* TASK INSTRUCTIONS
Hunt through the entries for the word "secondary" and copy each line in which it appears.

* RECORD EXCERPTS
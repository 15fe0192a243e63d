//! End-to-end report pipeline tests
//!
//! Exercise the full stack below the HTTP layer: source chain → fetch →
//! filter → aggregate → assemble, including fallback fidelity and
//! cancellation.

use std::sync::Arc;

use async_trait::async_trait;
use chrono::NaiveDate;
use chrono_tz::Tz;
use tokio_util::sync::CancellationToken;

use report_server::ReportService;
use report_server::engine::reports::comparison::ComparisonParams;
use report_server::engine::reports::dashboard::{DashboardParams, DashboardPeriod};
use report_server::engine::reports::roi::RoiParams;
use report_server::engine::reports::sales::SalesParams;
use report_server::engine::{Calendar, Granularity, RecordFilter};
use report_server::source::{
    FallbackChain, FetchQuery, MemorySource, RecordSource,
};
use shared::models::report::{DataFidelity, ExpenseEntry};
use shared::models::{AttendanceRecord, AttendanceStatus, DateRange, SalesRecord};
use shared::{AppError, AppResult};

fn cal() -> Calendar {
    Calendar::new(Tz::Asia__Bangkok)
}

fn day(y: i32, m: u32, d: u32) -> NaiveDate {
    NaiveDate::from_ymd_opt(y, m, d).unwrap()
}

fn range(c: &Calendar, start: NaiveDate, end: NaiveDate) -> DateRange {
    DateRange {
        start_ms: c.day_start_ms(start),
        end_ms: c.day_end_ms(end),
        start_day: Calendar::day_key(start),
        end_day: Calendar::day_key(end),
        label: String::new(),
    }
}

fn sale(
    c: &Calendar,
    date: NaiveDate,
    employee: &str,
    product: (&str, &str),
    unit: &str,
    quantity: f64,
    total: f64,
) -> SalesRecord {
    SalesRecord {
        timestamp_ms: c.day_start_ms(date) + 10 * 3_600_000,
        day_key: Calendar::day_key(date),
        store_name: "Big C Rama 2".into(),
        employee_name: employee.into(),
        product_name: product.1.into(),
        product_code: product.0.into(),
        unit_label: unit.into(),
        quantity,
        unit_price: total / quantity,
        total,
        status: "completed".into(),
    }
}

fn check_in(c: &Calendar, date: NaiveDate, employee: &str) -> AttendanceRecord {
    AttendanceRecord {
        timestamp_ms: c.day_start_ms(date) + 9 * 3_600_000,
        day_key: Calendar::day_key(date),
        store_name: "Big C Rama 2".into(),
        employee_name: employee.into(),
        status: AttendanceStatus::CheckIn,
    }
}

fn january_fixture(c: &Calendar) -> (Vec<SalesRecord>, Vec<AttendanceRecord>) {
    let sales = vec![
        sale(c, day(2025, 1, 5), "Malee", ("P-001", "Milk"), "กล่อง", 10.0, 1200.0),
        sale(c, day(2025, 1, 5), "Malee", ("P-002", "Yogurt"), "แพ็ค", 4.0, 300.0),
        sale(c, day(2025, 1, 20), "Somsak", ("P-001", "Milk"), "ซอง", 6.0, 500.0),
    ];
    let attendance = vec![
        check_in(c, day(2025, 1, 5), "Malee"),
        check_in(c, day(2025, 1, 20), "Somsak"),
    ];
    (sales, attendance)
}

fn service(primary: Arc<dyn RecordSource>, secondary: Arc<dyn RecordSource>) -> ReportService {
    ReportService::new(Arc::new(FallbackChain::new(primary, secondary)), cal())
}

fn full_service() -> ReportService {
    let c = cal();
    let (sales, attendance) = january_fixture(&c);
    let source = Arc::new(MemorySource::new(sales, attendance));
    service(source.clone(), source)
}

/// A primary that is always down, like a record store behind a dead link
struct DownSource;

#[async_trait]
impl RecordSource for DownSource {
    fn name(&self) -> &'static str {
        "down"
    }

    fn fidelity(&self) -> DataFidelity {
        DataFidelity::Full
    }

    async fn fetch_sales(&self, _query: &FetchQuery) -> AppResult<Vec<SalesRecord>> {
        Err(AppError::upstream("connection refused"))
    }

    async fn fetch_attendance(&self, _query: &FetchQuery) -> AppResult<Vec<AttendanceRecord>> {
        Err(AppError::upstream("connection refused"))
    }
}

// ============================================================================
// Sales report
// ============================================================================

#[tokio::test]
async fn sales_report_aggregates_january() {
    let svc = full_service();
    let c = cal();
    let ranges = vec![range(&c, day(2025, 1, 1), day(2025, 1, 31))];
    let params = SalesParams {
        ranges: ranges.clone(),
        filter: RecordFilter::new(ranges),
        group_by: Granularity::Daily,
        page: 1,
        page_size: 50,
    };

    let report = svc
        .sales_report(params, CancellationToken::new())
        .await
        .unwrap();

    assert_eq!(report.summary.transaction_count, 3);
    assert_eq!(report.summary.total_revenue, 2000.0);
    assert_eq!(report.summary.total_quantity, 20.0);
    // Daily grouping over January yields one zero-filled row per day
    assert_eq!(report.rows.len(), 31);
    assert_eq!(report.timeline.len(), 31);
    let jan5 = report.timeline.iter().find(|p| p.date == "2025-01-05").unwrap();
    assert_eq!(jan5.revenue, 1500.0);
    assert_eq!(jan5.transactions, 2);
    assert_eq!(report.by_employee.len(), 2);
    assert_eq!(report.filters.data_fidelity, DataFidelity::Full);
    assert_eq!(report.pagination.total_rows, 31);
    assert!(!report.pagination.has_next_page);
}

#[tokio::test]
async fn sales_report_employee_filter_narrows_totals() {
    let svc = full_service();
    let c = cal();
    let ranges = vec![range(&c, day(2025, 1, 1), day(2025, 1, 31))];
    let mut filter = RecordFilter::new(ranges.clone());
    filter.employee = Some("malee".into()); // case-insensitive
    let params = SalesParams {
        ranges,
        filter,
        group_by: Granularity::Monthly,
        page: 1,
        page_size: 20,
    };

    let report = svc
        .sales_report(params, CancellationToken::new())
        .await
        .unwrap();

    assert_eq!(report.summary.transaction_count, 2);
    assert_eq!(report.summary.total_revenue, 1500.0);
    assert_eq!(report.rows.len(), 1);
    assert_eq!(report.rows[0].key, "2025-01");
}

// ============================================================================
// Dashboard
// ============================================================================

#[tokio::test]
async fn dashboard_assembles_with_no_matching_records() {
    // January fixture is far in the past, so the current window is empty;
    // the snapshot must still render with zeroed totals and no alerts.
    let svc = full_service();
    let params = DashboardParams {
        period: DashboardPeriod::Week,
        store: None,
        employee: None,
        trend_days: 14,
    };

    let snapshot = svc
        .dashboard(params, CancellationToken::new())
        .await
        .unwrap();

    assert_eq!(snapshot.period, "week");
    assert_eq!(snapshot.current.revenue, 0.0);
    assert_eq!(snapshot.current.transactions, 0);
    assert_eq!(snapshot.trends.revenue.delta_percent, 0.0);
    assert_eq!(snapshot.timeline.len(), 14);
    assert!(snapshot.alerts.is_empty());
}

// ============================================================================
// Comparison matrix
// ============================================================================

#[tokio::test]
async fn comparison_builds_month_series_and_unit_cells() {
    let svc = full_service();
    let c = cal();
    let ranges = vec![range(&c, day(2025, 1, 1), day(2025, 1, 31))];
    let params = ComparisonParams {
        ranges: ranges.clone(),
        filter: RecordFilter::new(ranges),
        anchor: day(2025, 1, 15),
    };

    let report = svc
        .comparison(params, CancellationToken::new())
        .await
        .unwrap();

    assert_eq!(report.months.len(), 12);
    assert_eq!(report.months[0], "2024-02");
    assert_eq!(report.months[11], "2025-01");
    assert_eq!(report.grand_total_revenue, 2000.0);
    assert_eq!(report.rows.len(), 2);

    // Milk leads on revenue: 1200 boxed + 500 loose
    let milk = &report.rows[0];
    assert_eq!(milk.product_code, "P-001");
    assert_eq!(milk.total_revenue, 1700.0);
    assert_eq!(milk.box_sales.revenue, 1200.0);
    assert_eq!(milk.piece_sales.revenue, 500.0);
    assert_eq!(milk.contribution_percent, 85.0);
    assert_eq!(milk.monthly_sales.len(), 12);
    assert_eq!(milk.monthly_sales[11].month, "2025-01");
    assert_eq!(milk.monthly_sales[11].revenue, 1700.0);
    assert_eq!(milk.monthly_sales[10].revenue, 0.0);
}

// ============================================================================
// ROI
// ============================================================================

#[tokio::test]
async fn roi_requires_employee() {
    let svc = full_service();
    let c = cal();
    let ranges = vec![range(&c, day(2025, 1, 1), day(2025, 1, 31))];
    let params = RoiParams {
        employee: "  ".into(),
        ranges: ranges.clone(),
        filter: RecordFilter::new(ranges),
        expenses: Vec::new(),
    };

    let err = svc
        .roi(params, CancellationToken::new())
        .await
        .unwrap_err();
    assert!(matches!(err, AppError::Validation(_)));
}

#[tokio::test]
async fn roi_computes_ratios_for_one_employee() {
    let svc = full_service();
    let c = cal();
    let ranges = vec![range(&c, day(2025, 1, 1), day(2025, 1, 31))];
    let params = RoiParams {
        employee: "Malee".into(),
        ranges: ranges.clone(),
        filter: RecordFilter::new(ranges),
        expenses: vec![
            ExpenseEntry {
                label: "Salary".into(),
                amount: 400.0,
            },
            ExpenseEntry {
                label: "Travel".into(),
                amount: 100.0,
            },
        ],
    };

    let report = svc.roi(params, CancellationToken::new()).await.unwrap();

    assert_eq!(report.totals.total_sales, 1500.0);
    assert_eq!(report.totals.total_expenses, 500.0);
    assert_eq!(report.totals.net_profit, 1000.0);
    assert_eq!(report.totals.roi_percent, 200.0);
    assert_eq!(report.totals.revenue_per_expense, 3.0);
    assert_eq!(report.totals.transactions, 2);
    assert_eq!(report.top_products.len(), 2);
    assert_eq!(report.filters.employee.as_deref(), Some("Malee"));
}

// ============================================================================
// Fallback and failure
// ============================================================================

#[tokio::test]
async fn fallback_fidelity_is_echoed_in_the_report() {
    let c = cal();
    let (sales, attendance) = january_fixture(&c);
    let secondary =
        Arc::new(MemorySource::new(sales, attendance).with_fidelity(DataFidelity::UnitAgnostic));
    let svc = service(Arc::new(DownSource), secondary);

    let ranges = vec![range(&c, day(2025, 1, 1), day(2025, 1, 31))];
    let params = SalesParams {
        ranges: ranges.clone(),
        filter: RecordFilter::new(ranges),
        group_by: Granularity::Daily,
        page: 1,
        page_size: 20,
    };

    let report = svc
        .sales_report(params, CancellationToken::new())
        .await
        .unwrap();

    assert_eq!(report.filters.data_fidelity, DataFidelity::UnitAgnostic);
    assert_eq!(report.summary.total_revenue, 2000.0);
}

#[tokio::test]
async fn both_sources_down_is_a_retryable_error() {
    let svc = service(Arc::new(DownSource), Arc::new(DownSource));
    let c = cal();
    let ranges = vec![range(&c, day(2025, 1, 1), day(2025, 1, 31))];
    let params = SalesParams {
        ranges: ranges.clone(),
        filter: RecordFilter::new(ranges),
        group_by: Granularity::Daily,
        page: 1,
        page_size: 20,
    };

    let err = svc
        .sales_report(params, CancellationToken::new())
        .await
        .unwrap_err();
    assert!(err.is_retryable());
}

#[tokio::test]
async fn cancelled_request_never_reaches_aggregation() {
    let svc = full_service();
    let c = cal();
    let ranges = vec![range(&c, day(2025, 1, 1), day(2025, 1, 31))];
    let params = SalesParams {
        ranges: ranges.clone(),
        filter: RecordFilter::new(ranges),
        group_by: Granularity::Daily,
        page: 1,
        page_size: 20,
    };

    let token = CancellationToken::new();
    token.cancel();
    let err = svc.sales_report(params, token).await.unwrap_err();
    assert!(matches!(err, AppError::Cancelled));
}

* EXERCISE SOLUTION
fn service(primary: Arc<dyn RecordSource>, secondary: Arc<dyn RecordSource>) -> ReportService {
    ReportService::new(Arc::new(FallbackChain::new(primary, secondary)), cal())
    let secondary =
    let svc = service(Arc::new(DownSource), secondary);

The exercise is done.